━━━━━ Records to process

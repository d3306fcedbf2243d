use image::{Rgba, RgbaImage};

use crate::error::{OverlayError, Result};
use crate::overlay::canvas::Canvas;
use crate::overlay::paint::Paint;

const GLYPH_ROWS: i32 = 5;
const GLYPH_COLS: i32 = 3;
const MAX_GLYPH_SCALE: i32 = 64;

/// [`Canvas`] that rasterizes primitives straight into an RGBA buffer.
pub struct RasterCanvas {
    image: RgbaImage,
}

impl RasterCanvas {
    /// Transparent canvas.
    pub fn new(width: u32, height: u32) -> Self {
        Self {
            image: RgbaImage::new(width, height),
        }
    }

    pub fn from_image(image: RgbaImage) -> Self {
        Self { image }
    }

    pub fn from_raw(width: u32, height: u32, rgba: Vec<u8>) -> Result<Self> {
        let expected = width as usize * height as usize * 4;
        let actual = rgba.len();
        if actual != expected {
            return Err(OverlayError::BufferSize { expected, actual });
        }
        let image = RgbaImage::from_raw(width, height, rgba)
            .ok_or(OverlayError::BufferSize { expected, actual })?;
        Ok(Self { image })
    }

    pub fn width(&self) -> u32 {
        self.image.width()
    }

    pub fn height(&self) -> u32 {
        self.image.height()
    }

    pub fn image(&self) -> &RgbaImage {
        &self.image
    }

    pub fn into_image(self) -> RgbaImage {
        self.image
    }

    fn put_pixel_safe(&mut self, x: i32, y: i32, color: [u8; 4]) {
        if x < 0 || y < 0 {
            return;
        }
        let (ux, uy) = (x as u32, y as u32);
        if ux >= self.image.width() || uy >= self.image.height() {
            return;
        }
        self.image.put_pixel(ux, uy, Rgba(color));
    }

    fn fill_circle(&mut self, center: (i32, i32), radius: i32, color: [u8; 4]) {
        let (cx, cy) = center;
        for dy in -radius..=radius {
            for dx in -radius..=radius {
                if dx * dx + dy * dy <= radius * radius {
                    self.put_pixel_safe(cx + dx, cy + dy, color);
                }
            }
        }
    }

    fn stroke_line(&mut self, p0: (i32, i32), p1: (i32, i32), color: [u8; 4], thickness: i32) {
        let (mut x0, mut y0) = p0;
        let (x1, y1) = p1;
        let dx = (x1 - x0).abs();
        let sx = if x0 < x1 { 1 } else { -1 };
        let dy = -(y1 - y0).abs();
        let sy = if y0 < y1 { 1 } else { -1 };
        let mut err = dx + dy;
        let radius = (thickness.max(1) - 1) / 2;

        loop {
            self.put_pixel_safe(x0, y0, color);
            if radius > 0 {
                for ox in -radius..=radius {
                    for oy in -radius..=radius {
                        if (ox != 0 || oy != 0) && ox.abs() + oy.abs() <= radius {
                            self.put_pixel_safe(x0 + ox, y0 + oy, color);
                        }
                    }
                }
            }
            if x0 == x1 && y0 == y1 {
                break;
            }
            let e2 = 2 * err;
            if e2 >= dy {
                err += dy;
                x0 += sx;
            }
            if e2 <= dx {
                err += dx;
                y0 += sy;
            }
        }
    }

    /// Draws `text` with its baseline at `y`. Nothing is drawn when no glyph
    /// can reach the buffer.
    fn blit_text(&mut self, text: &str, x: f32, y: f32, scale: i32, color: [u8; 4]) {
        let advance = (GLYPH_COLS + 1) * scale;
        let (w, h) = (self.image.width() as f32, self.image.height() as f32);
        let span = text.chars().count() as f32 * advance as f32;
        let rows = (GLYPH_ROWS * scale) as f32;
        if x + span < 0.0 || x > w || y < 0.0 || y - rows > h {
            return;
        }
        let (Some(x), Some(y)) = (pixel(x), pixel(y)) else {
            return;
        };

        let top = y - GLYPH_ROWS * scale;
        for (i, c) in text.chars().enumerate() {
            let left = x + i as i32 * advance;
            if left > self.image.width() as i32 {
                break;
            }
            for (row, bits) in glyph(c).iter().enumerate() {
                for col in 0..GLYPH_COLS {
                    if (bits >> (GLYPH_COLS - 1 - col)) & 1 == 0 {
                        continue;
                    }
                    for py in 0..scale {
                        for px in 0..scale {
                            self.put_pixel_safe(
                                left + col * scale + px,
                                top + row as i32 * scale + py,
                                color,
                            );
                        }
                    }
                }
            }
        }
    }
}

/// Integer pixel position; `None` for NaN or infinite input.
fn pixel(v: f32) -> Option<i32> {
    v.is_finite().then(|| v.round() as i32)
}

/// Liang-Barsky clip of a segment against `[min, max]` on both axes.
fn clip_segment(from: (f64, f64), to: (f64, f64), min: f64, max: (f64, f64)) -> Option<[f64; 4]> {
    let (x0, y0) = from;
    let dx = to.0 - x0;
    let dy = to.1 - y0;
    let (mut t0, mut t1) = (0.0_f64, 1.0_f64);
    for (p, q) in [(-dx, x0 - min), (dx, max.0 - x0), (-dy, y0 - min), (dy, max.1 - y0)] {
        if p == 0.0 {
            if q < 0.0 {
                return None;
            }
            continue;
        }
        let r = q / p;
        if p < 0.0 {
            if r > t1 {
                return None;
            }
            t0 = t0.max(r);
        } else {
            if r < t0 {
                return None;
            }
            t1 = t1.min(r);
        }
    }
    Some([x0 + t0 * dx, y0 + t0 * dy, x0 + t1 * dx, y0 + t1 * dy])
}

fn text_scale(text_size: f32) -> i32 {
    ((text_size / 6.0).round() as i32).clamp(1, MAX_GLYPH_SCALE)
}

impl Canvas for RasterCanvas {
    fn draw_circle(&mut self, cx: f32, cy: f32, radius: f32, paint: &Paint) {
        let (w, h) = (self.image.width() as f32, self.image.height() as f32);
        let r = radius.round().max(1.0).min(w + h);
        if !(cx + r >= 0.0 && cx - r <= w && cy + r >= 0.0 && cy - r <= h) {
            return;
        }
        let (Some(x), Some(y)) = (pixel(cx), pixel(cy)) else {
            return;
        };
        self.fill_circle((x, y), r as i32, paint.color.to_array());
    }

    fn draw_line(&mut self, x1: f32, y1: f32, x2: f32, y2: f32, paint: &Paint) {
        if ![x1, y1, x2, y2].iter().all(|v| v.is_finite()) {
            return;
        }
        let thickness = paint.stroke_width.round().max(1.0) as i32;
        let pad = f64::from(thickness);
        let max = (
            f64::from(self.image.width()) - 1.0 + pad,
            f64::from(self.image.height()) - 1.0 + pad,
        );
        let Some([cx1, cy1, cx2, cy2]) = clip_segment(
            (f64::from(x1), f64::from(y1)),
            (f64::from(x2), f64::from(y2)),
            -pad,
            max,
        ) else {
            return;
        };
        let end = |v: f64| v.round() as i32;
        self.stroke_line(
            (end(cx1), end(cy1)),
            (end(cx2), end(cy2)),
            paint.color.to_array(),
            thickness,
        );
    }

    fn draw_text(&mut self, text: &str, x: f32, y: f32, paint: &Paint) {
        if !x.is_finite() || !y.is_finite() {
            return;
        }
        let scale = text_scale(paint.text_size);
        if let Some(shadow) = paint.shadow {
            let offset = |v: f32| if v.is_finite() { v.round() } else { 0.0 };
            let sx = x + offset(shadow.dx);
            let sy = y + offset(shadow.dy);
            let halo = if shadow.radius > 0.0 { 1 } else { 0 };
            for oy in -halo..=halo {
                for ox in -halo..=halo {
                    self.blit_text(
                        text,
                        sx + ox as f32,
                        sy + oy as f32,
                        scale,
                        shadow.color.to_array(),
                    );
                }
            }
        }
        self.blit_text(text, x, y, scale, paint.color.to_array());
    }
}

/// 3x5 bitmap glyphs, one row per entry, high bit on the left.
fn glyph(c: char) -> [u8; 5] {
    match c.to_ascii_uppercase() {
        '0' => [0x7, 0x5, 0x5, 0x5, 0x7],
        '1' => [0x2, 0x6, 0x2, 0x2, 0x7],
        '2' => [0x7, 0x1, 0x7, 0x4, 0x7],
        '3' => [0x7, 0x1, 0x7, 0x1, 0x7],
        '4' => [0x5, 0x5, 0x7, 0x1, 0x1],
        '5' => [0x7, 0x4, 0x7, 0x1, 0x7],
        '6' => [0x7, 0x4, 0x7, 0x5, 0x7],
        '7' => [0x7, 0x1, 0x2, 0x4, 0x4],
        '8' => [0x7, 0x5, 0x7, 0x5, 0x7],
        '9' => [0x7, 0x5, 0x7, 0x1, 0x7],
        'A' => [0x2, 0x5, 0x7, 0x5, 0x5],
        'B' => [0x6, 0x5, 0x6, 0x5, 0x6],
        'C' => [0x3, 0x4, 0x4, 0x4, 0x3],
        'D' => [0x6, 0x5, 0x5, 0x5, 0x6],
        'E' => [0x7, 0x4, 0x6, 0x4, 0x7],
        'F' => [0x7, 0x4, 0x6, 0x4, 0x4],
        'G' => [0x3, 0x4, 0x5, 0x5, 0x3],
        'H' => [0x5, 0x5, 0x7, 0x5, 0x5],
        'I' => [0x7, 0x2, 0x2, 0x2, 0x7],
        'J' => [0x1, 0x1, 0x1, 0x5, 0x2],
        'K' => [0x5, 0x5, 0x6, 0x5, 0x5],
        'L' => [0x4, 0x4, 0x4, 0x4, 0x7],
        'M' => [0x5, 0x7, 0x7, 0x5, 0x5],
        'N' => [0x6, 0x5, 0x5, 0x5, 0x5],
        'O' => [0x2, 0x5, 0x5, 0x5, 0x2],
        'P' => [0x6, 0x5, 0x6, 0x4, 0x4],
        'Q' => [0x2, 0x5, 0x5, 0x6, 0x3],
        'R' => [0x6, 0x5, 0x6, 0x5, 0x5],
        'S' => [0x3, 0x4, 0x2, 0x1, 0x6],
        'T' => [0x7, 0x2, 0x2, 0x2, 0x2],
        'U' => [0x5, 0x5, 0x5, 0x5, 0x7],
        'V' => [0x5, 0x5, 0x5, 0x5, 0x2],
        'W' => [0x5, 0x5, 0x7, 0x7, 0x5],
        'X' => [0x5, 0x5, 0x2, 0x5, 0x5],
        'Y' => [0x5, 0x5, 0x2, 0x2, 0x2],
        'Z' => [0x7, 0x1, 0x2, 0x4, 0x7],
        ' ' => [0x0, 0x0, 0x0, 0x0, 0x0],
        '\'' => [0x2, 0x2, 0x0, 0x0, 0x0],
        '_' => [0x0, 0x0, 0x0, 0x0, 0x7],
        '-' => [0x0, 0x0, 0x7, 0x0, 0x0],
        '.' => [0x0, 0x0, 0x0, 0x0, 0x2],
        ',' => [0x0, 0x0, 0x0, 0x2, 0x4],
        ':' => [0x0, 0x2, 0x0, 0x2, 0x0],
        '%' => [0x5, 0x1, 0x2, 0x4, 0x5],
        _ => [0x7, 0x5, 0x5, 0x5, 0x7],
    }
}
//! Real-time pose overlay: skeleton, joint angles and exercise form hints.
//!
//! The [`overlay`] module turns one frame of pose landmarks plus the
//! exercise classifier's labels into drawing primitives for a [`Canvas`].
//! [`pipeline`] holds optional host-side helpers: a rasterizing canvas and a
//! background worker.

pub mod error;
pub mod geometry;
pub mod overlay;
pub mod pipeline;
pub mod types;

pub use error::{OverlayError, Result};
pub use overlay::PoseOverlay;
pub use overlay::canvas::{Canvas, DrawList, Primitive};
pub use overlay::paint::{Color, Paint, Shadow};
pub use types::{CanvasInfo, Exercise, Landmark, LandmarkId, OverlayConfig, PoseFrame};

━━━━━━━━━━

All that is wanted is the stretch of lines above from the one containing "let actual = rgba.len();" through the one containing "pub fn image(&self)", duplicated exactly.

        let actual = rgba.len();
        if actual != expected {
            return Err(OverlayError::BufferSize { expected, actual });
        }
        let image = RgbaImage::from_raw(width, height, rgba)
            .ok_or(OverlayError::BufferSize { expected, actual })?;
        Ok(Self { image })
    }

    pub fn width(&self) -> u32 {
        self.image.width()
    }

    pub fn height(&self) -> u32 {
        self.image.height()
    }

    pub fn image(&self) -> &RgbaImage {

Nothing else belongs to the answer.